■ **Source material**
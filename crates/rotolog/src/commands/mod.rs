//! Command implementations

pub mod cleanup;
pub mod files;
pub mod pipe;
pub mod tail;

use anyhow::{bail, Context, Result};
use rotolog_core::{DayConfig, PolicyConfig, RotationTrigger, RotatorConfig, SizeConfig};
use tracing::debug;

use crate::cli::RotatorArgs;

/// Build the rotator config from `--config`, policy flags, or a config file
/// found in the current directory, in that order.
pub fn resolve_config(args: &RotatorArgs) -> Result<RotatorConfig> {
    let mut config = if let Some(path) = &args.config {
        RotatorConfig::load(path)
            .with_context(|| format!("Failed to load config {}", path.display()))?
    } else if args.has_policy_flags() {
        let Some(folder) = args.folder.clone() else {
            bail!("--folder is required when no config file is given");
        };
        RotatorConfig {
            folder,
            policy: policy_from_flags(args)?,
        }
    } else {
        let cwd = std::env::current_dir()?;
        let (config, path) = RotatorConfig::find_and_load(&cwd).context(
            "choose a policy with --days, --size-mb or --size-bytes, or pass --config",
        )?;
        debug!("Loaded config from {}", path.display());
        config
    };

    if let Some(folder) = &args.folder {
        config.folder = folder.clone();
    }
    config.validate()?;
    Ok(config)
}

fn policy_from_flags(args: &RotatorArgs) -> Result<PolicyConfig> {
    if let Some(days) = args.days {
        let mut config = DayConfig::new(days);
        if args.hourly {
            config = config.hourly();
        }
        if let Some(format) = &args.format {
            config = config.with_format(format.clone());
        }
        if let Some(suffix) = &args.suffix {
            config = config.with_suffix(suffix.clone());
        }
        if args.legacy_day_of_month {
            config = config.with_trigger(RotationTrigger::DayOfMonth);
        }
        return Ok(PolicyConfig::Days(config));
    }

    let mut config = match (args.size_mb, args.size_bytes) {
        (Some(mb), _) => SizeConfig::new(mb),
        (None, Some(bytes)) => SizeConfig::with_max_bytes(bytes),
        (None, None) => bail!("choose a policy with --days, --size-mb or --size-bytes"),
    };
    if let Some(prefix) = &args.prefix {
        config = config.with_prefix(prefix.clone());
    }
    if let Some(suffix) = &args.suffix {
        config = config.with_suffix(suffix.clone());
    }
    Ok(PolicyConfig::Size(config))
}
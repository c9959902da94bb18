//! rotolog core - shared configuration, error handling and the clock seam

pub mod clock;
pub mod config;
pub mod constants;
pub mod error;

pub use clock::{Clock, MockClock, SystemClock};
pub use config::*;
pub use error::{Error, Result};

■ **What is required**
Exactly the lines from the one containing "return Ok(PolicyConfig::Days(config));" through the end of the records above are to be printed, and no others.

■ **Response below**
        return Ok(PolicyConfig::Days(config));
    }

    let mut config = match (args.size_mb, args.size_bytes) {
        (Some(mb), _) => SizeConfig::new(mb),
        (None, Some(bytes)) => SizeConfig::with_max_bytes(bytes),
        (None, None) => bail!("choose a policy with --days, --size-mb or --size-bytes"),
    };
    if let Some(prefix) = &args.prefix {
        config = config.with_prefix(prefix.clone());
    }
    if let Some(suffix) = &args.suffix {
        config = config.with_suffix(suffix.clone());
    }
    Ok(PolicyConfig::Size(config))
}
repository c9959902da94bb18
//! rotolog core - shared configuration, error handling and the clock seam

pub mod clock;
pub mod config;
pub mod constants;
pub mod error;

pub use clock::{Clock, MockClock, SystemClock};
pub use config::*;
pub use error::{Error, Result};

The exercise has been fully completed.